La personne au bout du fil s’appelle Françoise David et nous parlons de Lowe’s, la société américaine mère de nos Rona depuis 2016, et qui a annoncé des coupes dans ses activités canadiennes mercredi.

Françoise David a longtemps été députée et co-porte-parole de Québec solidaire, mais je la connais depuis 30 ans, à l’époque où elle travaillait sur le terrain, dans un organisme d’aide pour des groupes de femmes. Je ne lui avais pas parlé depuis un moment avant de la croiser à Radio-Canada lundi, où nous avons discuté ensemble de grandes entreprises américaines et de terres agricoles. C’est probablement pour ça que j’ai eu envie de la rappeler hier : « Et alors, Françoise ? Rona ? Les Américains ? »

PHOTO PATRICK SANFAÇON, LA PRESSE

Confrontée à un déclin de ses ventes canadiennes, Lowe’s a annoncé mercredi une autre vague de fermetures de 34 magasins jugés « sous-performants » au Canada, dont 12 au Québec, dont un situé à Carignan (notre photo).
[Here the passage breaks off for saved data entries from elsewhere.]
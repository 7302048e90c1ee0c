//! Scroll-triggered entrance transitions.
//!
//! An observed element carries `data-observe="<id>"` so the platform shell
//! reports its bounds. Any number of descendants can be gated on that id
//! with [`reveal`]; they render hidden until the latch triggers and then
//! transition in, staggered by their delay.

use crate::motion::transform::css_number;
use crate::view::{Element, ViewContext};

/// Starting pose of an entrance.
#[derive(Debug, Clone, Copy, PartialEq, Eq)]
pub enum Entrance {
    /// Rise from 30px below.
    Rise,
    /// Rise from 50px below (cards).
    Lift,
    /// Slide in from the left.
    FromLeft,
    /// Slide in from the right.
    FromRight,
    /// Grow from 95%.
    Zoom,
    Fade,
}

impl Entrance {
    pub const fn class(&self) -> &'static str {
        match self {
            Self::Rise => "reveal-rise",
            Self::Lift => "reveal-lift",
            Self::FromLeft => "reveal-left",
            Self::FromRight => "reveal-right",
            Self::Zoom => "reveal-zoom",
            Self::Fade => "reveal-fade",
        }
    }
}

/// Mark `element` as the observed box for reveal `id`.
pub fn observe(id: &str, element: Element) -> Element {
    element.attr("data-observe", id)
}

/// Gate `element`'s entrance on reveal `id`, starting after `delay` seconds.
pub fn reveal(ctx: &ViewContext, id: &str, entrance: Entrance, delay: f64, element: Element) -> Element {
    let element = element
        .class("reveal")
        .class(entrance.class())
        .class_if(ctx.is_revealed(id), "is-visible")
        .attr("data-reveal", id);
    if delay > 0.0 {
        element.style(format!("transition-delay: {}s;", css_number(delay)))
    } else {
        element
    }
}

#[cfg(test)]
mod tests {
    use super::*;
    use crate::config::SiteConfig;
    use crate::router::Route;
    use crate::view::{el, RevealPolicy};

    #[test]
    fn test_reveal_follows_latch() {
        let config = SiteConfig::default();
        let mut ctx = ViewContext::settled(&config, Route::Home);
        ctx.policy = RevealPolicy::Live;

        let hidden = reveal(&ctx, "cta", Entrance::Zoom, 0.0, el("div"));
        assert!(hidden.has_class("reveal"));
        assert!(hidden.has_class("reveal-zoom"));
        assert!(!hidden.has_class("is-visible"));

        ctx.revealed.insert("cta".to_string());
        let shown = reveal(&ctx, "cta", Entrance::Zoom, 0.25, el("div"));
        assert!(shown.has_class("is-visible"));
        assert_eq!(shown.get_attr("style"), Some("transition-delay: 0.25s;"));
    }

    #[test]
    fn test_observe_marks_element() {
        let element = observe("featured", el("section"));
        assert_eq!(element.get_attr("data-observe"), Some("featured"));
    }
}
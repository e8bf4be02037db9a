//! Code for creating the user table and provisioning users from their external identity.

use std::fmt::Display;

use rusqlite::{Connection, OptionalExtension, Row};
use serde::{Deserialize, Serialize};

use crate::{Error, identity::ExternalIdentity};

/// A newtype wrapper for integer user IDs.
///
/// This helps disambiguate user IDs from other types of IDs, leading to better compile time
/// errors, and more flexible generics that can have distinct implementations for multiple ID types.
#[derive(Clone, Copy, Debug, PartialEq, Eq, Serialize, Deserialize, Hash)]
pub struct UserId(i64);

impl UserId {
    /// Create a new user ID.
    pub fn new(id: i64) -> Self {
        Self(id)
    }

    /// Cast the user ID to a 64 bit integer.
    pub fn as_i64(&self) -> i64 {
        self.0
    }
}

impl Display for UserId {
    fn fmt(&self, f: &mut std::fmt::Formatter<'_>) -> std::fmt::Result {
        self.0.fmt(f)
    }
}

/// A user of the application.
#[derive(Debug, Clone, PartialEq, Serialize, Deserialize)]
pub struct User {
    /// The user's ID in the application database.
    pub id: UserId,
    /// The user's ID at the identity provider.
    pub external_id: String,
    /// The user's email address.
    pub email: Option<String>,
    /// The user's display name.
    pub name: Option<String>,
}

/// Create the user table.
///
/// # Errors
///
/// This function will return an error if the SQL query failed.
pub fn create_user_table(connection: &Connection) -> Result<(), rusqlite::Error> {
    connection.execute(
        "CREATE TABLE IF NOT EXISTS user (
                id INTEGER PRIMARY KEY,
                external_id TEXT NOT NULL UNIQUE,
                email TEXT,
                name TEXT
                )",
        (),
    )?;

    Ok(())
}

/// Get the local user for `identity`, creating it on first use.
///
/// Users never register with this service directly, so the first request
/// from a new identity creates the matching local user.
///
/// # Errors
///
/// Returns a [Error::SqlError] if an SQL related error occurred.
pub fn get_or_create_user(identity: &ExternalIdentity, connection: &Connection) -> Result<User, Error> {
    if let Some(user) = get_user_by_external_id(&identity.external_id, connection)? {
        return Ok(user);
    }

    tracing::info!("Creating local user for {}", identity.external_id);

    connection
        .prepare(
            "INSERT INTO user (external_id, email, name) VALUES (?1, ?2, ?3)
             RETURNING id, external_id, email, name",
        )?
        .query_row(
            (&identity.external_id, &identity.email, &identity.name),
            map_user_row,
        )
        .map_err(Error::from)
}

/// Get the user whose identity provider ID is `external_id`, if there is one.
///
/// # Errors
///
/// Returns a [Error::SqlError] if an SQL related error occurred.
pub fn get_user_by_external_id(
    external_id: &str,
    connection: &Connection,
) -> Result<Option<User>, Error> {
    connection
        .prepare("SELECT id, external_id, email, name FROM user WHERE external_id = :external_id")?
        .query_row(&[(":external_id", &external_id)], map_user_row)
        .optional()
        .map_err(Error::from)
}

/// Get the number of users in the database.
///
/// # Errors
///
/// Returns a [Error::SqlError] if an SQL related error occurred.
#[cfg(test)]
pub fn count_users(connection: &Connection) -> Result<usize, Error> {
    connection
        .query_row("SELECT COUNT(id) FROM user;", [], |row| row.get(0))
        .map_err(|error| error.into())
}

fn map_user_row(row: &Row) -> Result<User, rusqlite::Error> {
    Ok(User {
        id: UserId::new(row.get(0)?),
        external_id: row.get(1)?,
        email: row.get(2)?,
        name: row.get(3)?,
    })
}
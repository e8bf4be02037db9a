//! Transaction management for the finance dashboard.
//!
//! This module contains everything related to transactions:
//! - The `Transaction` model and the database functions for storing it
//! - The form used to create and edit transactions
//! - Route handlers for listing, reading, creating, editing and deleting transactions

mod core;
mod create_endpoint;
mod delete_endpoint;
mod edit_endpoint;
mod form;
mod list_endpoint;

pub use core::{Transaction, create_transaction_table, get_transactions_for_user};
pub use create_endpoint::create_transaction_endpoint;
pub use delete_endpoint::delete_transaction_endpoint;
pub use edit_endpoint::edit_transaction_endpoint;
pub use list_endpoint::{get_transaction_endpoint, get_transactions_endpoint};

#[cfg(test)]
pub use core::{count_transactions, create_transaction};
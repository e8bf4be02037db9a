//! Defines the core data models and database queries for transactions.

use rusqlite::{
    Connection, Row, ToSql, params,
    types::{FromSql, FromSqlError, FromSqlResult, ToSqlOutput, ValueRef},
};
use serde::{Deserialize, Serialize};
use time::OffsetDateTime;

use crate::{
    Error,
    database_id::TransactionId,
    user::UserId,
    validation::{SanitizedTransaction, TransactionType},
};

// ============================================================================
// MODELS
// ============================================================================

/// An expense or income, i.e. an event where money was either spent or earned.
#[derive(Debug, Clone, PartialEq, Serialize, Deserialize)]
#[serde(rename_all = "camelCase")]
pub struct Transaction {
    /// The ID of the transaction.
    pub id: TransactionId,
    /// The user that recorded the transaction.
    pub user_id: UserId,
    /// A text description of what the transaction was for.
    pub description: String,
    /// The amount of money spent or earned, always positive.
    pub amount: f64,
    /// The category of the transaction, e.g. "Salário" or "Alimentação".
    pub category: String,
    /// Whether money was earned or spent.
    #[serde(rename = "type")]
    pub transaction_type: TransactionType,
    /// Whether this is a recurring monthly expense.
    pub is_fixed: bool,
    /// When the transaction was recorded.
    #[serde(with = "time::serde::rfc3339")]
    pub date: OffsetDateTime,
}

impl ToSql for TransactionType {
    fn to_sql(&self) -> rusqlite::Result<ToSqlOutput<'_>> {
        Ok(ToSqlOutput::from(self.as_str()))
    }
}

impl FromSql for TransactionType {
    fn column_result(value: ValueRef<'_>) -> FromSqlResult<Self> {
        value
            .as_str()?
            .parse()
            .map_err(|error| FromSqlError::Other(Box::new(error)))
    }
}

// ============================================================================
// DATABASE FUNCTIONS
// ============================================================================

/// The number of rows changed by an update or delete.
pub type RowsAffected = usize;

/// Create the transaction table in the database.
///
/// # Errors
/// Returns an error if the table cannot be created or if there is an SQL error.
pub fn create_transaction_table(connection: &Connection) -> Result<(), rusqlite::Error> {
    connection.execute(
        "CREATE TABLE IF NOT EXISTS \"transaction\" (
                id INTEGER PRIMARY KEY AUTOINCREMENT,
                user_id INTEGER NOT NULL,
                description TEXT NOT NULL,
                amount REAL NOT NULL,
                category TEXT NOT NULL,
                type TEXT NOT NULL CHECK (type IN ('INCOME', 'EXPENSE')),
                is_fixed INTEGER NOT NULL DEFAULT 0,
                date TEXT NOT NULL,
                FOREIGN KEY(user_id) REFERENCES user(id) ON UPDATE CASCADE ON DELETE CASCADE
                )",
        (),
    )?;

    // Used by the dashboard and the transaction list, which always filter by user.
    connection.execute(
        "CREATE INDEX IF NOT EXISTS idx_transaction_user_date ON \"transaction\"(user_id, date);",
        (),
    )?;

    Ok(())
}

/// Save a validated transaction for `user_id`.
///
/// # Errors
/// This function will return a [Error::SqlError] if there is an SQL error,
/// for example when `user_id` does not refer to a real user.
pub fn create_transaction(
    user_id: UserId,
    transaction: &SanitizedTransaction,
    date: OffsetDateTime,
    connection: &Connection,
) -> Result<Transaction, Error> {
    connection
        .prepare(
            "INSERT INTO \"transaction\" (user_id, description, amount, category, type, is_fixed, date)
             VALUES (?1, ?2, ?3, ?4, ?5, ?6, ?7)
             RETURNING id, user_id, description, amount, category, type, is_fixed, date",
        )?
        .query_row(
            params![
                user_id.as_i64(),
                transaction.description,
                transaction.amount,
                transaction.category,
                transaction.transaction_type,
                transaction.is_fixed,
                date,
            ],
            map_transaction_row,
        )
        .map_err(Error::from)
}

/// Retrieve the transaction `id` owned by `user_id`.
///
/// # Errors
/// This function will return a:
/// - [Error::NotFound] if `id` does not refer to a transaction owned by `user_id`,
/// - or [Error::SqlError] there is some other SQL error.
pub fn get_transaction(
    id: TransactionId,
    user_id: UserId,
    connection: &Connection,
) -> Result<Transaction, Error> {
    connection
        .prepare(
            "SELECT id, user_id, description, amount, category, type, is_fixed, date
             FROM \"transaction\" WHERE id = ?1 AND user_id = ?2",
        )?
        .query_row((id, user_id.as_i64()), map_transaction_row)
        .map_err(Error::from)
}

/// Get all of the transactions owned by `user_id`, newest first.
///
/// # Errors
/// This function will return a [Error::SqlError] there is some SQL error.
pub fn get_transactions_for_user(
    user_id: UserId,
    connection: &Connection,
) -> Result<Vec<Transaction>, Error> {
    connection
        .prepare(
            "SELECT id, user_id, description, amount, category, type, is_fixed, date
             FROM \"transaction\" WHERE user_id = ?1
             ORDER BY date DESC, id DESC",
        )?
        .query_map([user_id.as_i64()], map_transaction_row)?
        .collect::<Result<Vec<_>, _>>()
        .map_err(Error::from)
}

/// Overwrite the editable fields of transaction `id` if it is owned by `user_id`.
///
/// The transaction date is left unchanged. Returns zero if there is no such
/// transaction for the user.
///
/// # Errors
/// This function will return a [Error::SqlError] there is some SQL error.
pub fn update_transaction(
    id: TransactionId,
    user_id: UserId,
    transaction: &SanitizedTransaction,
    connection: &Connection,
) -> Result<RowsAffected, Error> {
    connection
        .execute(
            "UPDATE \"transaction\"
            SET \
                description = ?1, \
                amount = ?2, \
                category = ?3, \
                type = ?4, \
                is_fixed = ?5 \
            WHERE id = ?6 AND user_id = ?7;",
            params![
                transaction.description,
                transaction.amount,
                transaction.category,
                transaction.transaction_type,
                transaction.is_fixed,
                id,
                user_id.as_i64(),
            ],
        )
        .map_err(Error::from)
}

/// Delete transaction `id` if it is owned by `user_id`.
///
/// Returns zero if there is no such transaction for the user.
///
/// # Errors
/// This function will return a [Error::SqlError] there is some SQL error.
pub fn delete_transaction(
    id: TransactionId,
    user_id: UserId,
    connection: &Connection,
) -> Result<RowsAffected, Error> {
    connection
        .execute(
            "DELETE FROM \"transaction\" WHERE id = ?1 AND user_id = ?2",
            (id, user_id.as_i64()),
        )
        .map_err(Error::from)
}

/// Get the total number of transactions in the database.
///
/// # Errors
/// This function will return a [Error::SqlError] there is some SQL error.
#[cfg(test)]
pub fn count_transactions(connection: &Connection) -> Result<u32, Error> {
    connection
        .query_row("SELECT COUNT(id) FROM \"transaction\";", [], |row| {
            row.get(0)
        })
        .map_err(|error| error.into())
}

/// Map a database row to a Transaction.
pub fn map_transaction_row(row: &Row) -> Result<Transaction, rusqlite::Error> {
    Ok(Transaction {
        id: row.get(0)?,
        user_id: UserId::new(row.get(1)?),
        description: row.get(2)?,
        amount: row.get(3)?,
        category: row.get(4)?,
        transaction_type: row.get(5)?,
        is_fixed: row.get(6)?,
        date: row.get(7)?,
    })
}

// ============================================================================
// TESTS
// ============================================================================

#[cfg(test)]
mod database_tests {
    use rusqlite::Connection;
    use time::macros::datetime;

    use crate::{
        Error,
        db::initialize,
        identity::ExternalIdentity,
        transaction::core::{
            count_transactions, create_transaction, delete_transaction, get_transaction,
            get_transactions_for_user, update_transaction,
        },
        user::{User, get_or_create_user},
        validation::{SanitizedTransaction, TransactionType},
    };

    fn get_test_connection() -> Connection {
        let conn = Connection::open_in_memory().unwrap();
        initialize(&conn).unwrap();
        conn
    }

    fn create_test_user(external_id: &str, conn: &Connection) -> User {
        get_or_create_user(
            &ExternalIdentity {
                external_id: external_id.to_owned(),
                email: None,
                name: None,
            },
            conn,
        )
        .expect("could not create test user")
    }

    fn groceries(amount: f64) -> SanitizedTransaction {
        SanitizedTransaction {
            description: "Mercado".to_owned(),
            amount,
            category: "Alimentação".to_owned(),
            transaction_type: TransactionType::Expense,
            is_fixed: false,
        }
    }

    #[test]
    fn create_succeeds() {
        let conn = get_test_connection();
        let user = create_test_user("user_1", &conn);
        let date = datetime!(2025-10-05 12:30 UTC);

        let transaction = create_transaction(user.id, &groceries(12.3), date, &conn).unwrap();

        assert_eq!(transaction.user_id, user.id);
        assert_eq!(transaction.amount, 12.3);
        assert_eq!(transaction.transaction_type, TransactionType::Expense);
        assert_eq!(transaction.date, date);
        assert_eq!(get_transaction(transaction.id, user.id, &conn), Ok(transaction));
    }

    #[test]
    fn create_fails_for_missing_user() {
        let conn = get_test_connection();
        let missing_user = crate::user::UserId::new(42);

        let result = create_transaction(
            missing_user,
            &groceries(1.0),
            datetime!(2025-10-05 12:30 UTC),
            &conn,
        );

        assert!(matches!(result, Err(Error::SqlError(_))), "got {result:?}");
    }

    #[test]
    fn get_is_scoped_to_owner() {
        let conn = get_test_connection();
        let owner = create_test_user("owner", &conn);
        let other = create_test_user("other", &conn);
        let transaction =
            create_transaction(owner.id, &groceries(5.0), datetime!(2025-10-05 0:00 UTC), &conn)
                .unwrap();

        assert_eq!(
            get_transaction(transaction.id, other.id, &conn),
            Err(Error::NotFound)
        );
    }

    #[test]
    fn list_is_newest_first_and_scoped_to_owner() {
        let conn = get_test_connection();
        let owner = create_test_user("owner", &conn);
        let other = create_test_user("other", &conn);
        create_transaction(owner.id, &groceries(1.0), datetime!(2025-10-01 9:00 UTC), &conn)
            .unwrap();
        create_transaction(owner.id, &groceries(2.0), datetime!(2025-10-03 9:00 UTC), &conn)
            .unwrap();
        create_transaction(other.id, &groceries(3.0), datetime!(2025-10-02 9:00 UTC), &conn)
            .unwrap();

        let transactions = get_transactions_for_user(owner.id, &conn).unwrap();

        let amounts: Vec<f64> = transactions.iter().map(|t| t.amount).collect();
        assert_eq!(amounts, [2.0, 1.0]);
    }

    #[test]
    fn update_changes_fields_but_not_date() {
        let conn = get_test_connection();
        let user = create_test_user("user_1", &conn);
        let date = datetime!(2025-10-05 12:30 UTC);
        let transaction = create_transaction(user.id, &groceries(10.0), date, &conn).unwrap();
        let edited = SanitizedTransaction {
            description: "Aluguel".to_owned(),
            amount: 1500.0,
            category: "Aluguel/Condomínio".to_owned(),
            transaction_type: TransactionType::Expense,
            is_fixed: true,
        };

        let rows_affected = update_transaction(transaction.id, user.id, &edited, &conn).unwrap();

        assert_eq!(rows_affected, 1);
        let got = get_transaction(transaction.id, user.id, &conn).unwrap();
        assert_eq!(got.description, "Aluguel");
        assert_eq!(got.amount, 1500.0);
        assert!(got.is_fixed);
        assert_eq!(got.date, date);
    }

    #[test]
    fn update_of_other_users_transaction_affects_nothing() {
        let conn = get_test_connection();
        let owner = create_test_user("owner", &conn);
        let other = create_test_user("other", &conn);
        let transaction =
            create_transaction(owner.id, &groceries(10.0), datetime!(2025-10-05 0:00 UTC), &conn)
                .unwrap();

        let rows_affected =
            update_transaction(transaction.id, other.id, &groceries(99.0), &conn).unwrap();

        assert_eq!(rows_affected, 0);
        assert_eq!(
            get_transaction(transaction.id, owner.id, &conn).unwrap().amount,
            10.0
        );
    }

    #[test]
    fn delete_removes_transaction() {
        let conn = get_test_connection();
        let user = create_test_user("user_1", &conn);
        let transaction =
            create_transaction(user.id, &groceries(10.0), datetime!(2025-10-05 0:00 UTC), &conn)
                .unwrap();

        let rows_affected = delete_transaction(transaction.id, user.id, &conn).unwrap();

        assert_eq!(rows_affected, 1);
        assert_eq!(count_transactions(&conn).unwrap(), 0);
    }

    #[test]
    fn delete_of_other_users_transaction_affects_nothing() {
        let conn = get_test_connection();
        let owner = create_test_user("owner", &conn);
        let other = create_test_user("other", &conn);
        let transaction =
            create_transaction(owner.id, &groceries(10.0), datetime!(2025-10-05 0:00 UTC), &conn)
                .unwrap();

        let rows_affected = delete_transaction(transaction.id, other.id, &conn).unwrap();

        assert_eq!(rows_affected, 0);
        assert_eq!(count_transactions(&conn).unwrap(), 1);
    }

    #[test]
    fn transaction_serializes_with_wire_names() {
        let conn = get_test_connection();
        let user = create_test_user("user_1", &conn);
        let transaction =
            create_transaction(user.id, &groceries(10.0), datetime!(2025-10-05 12:00 UTC), &conn)
                .unwrap();

        let json = serde_json::to_value(&transaction).unwrap();

        assert_eq!(json["type"], "EXPENSE");
        assert_eq!(json["isFixed"], false);
        assert_eq!(json["date"], "2025-10-05T12:00:00Z");
    }
}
C’est comme si tout ce que nos commerces signifient, dans nos vies, dans notre histoire, dans nos communautés, comme si tout ça ne valait rien face aux actionnaires, m’a-t-elle répondu en substance.

Que faire alors ? 

« Je ne connais pas la réponse, m’a-t-elle dit. Mais il est temps qu’on commence à en parler. »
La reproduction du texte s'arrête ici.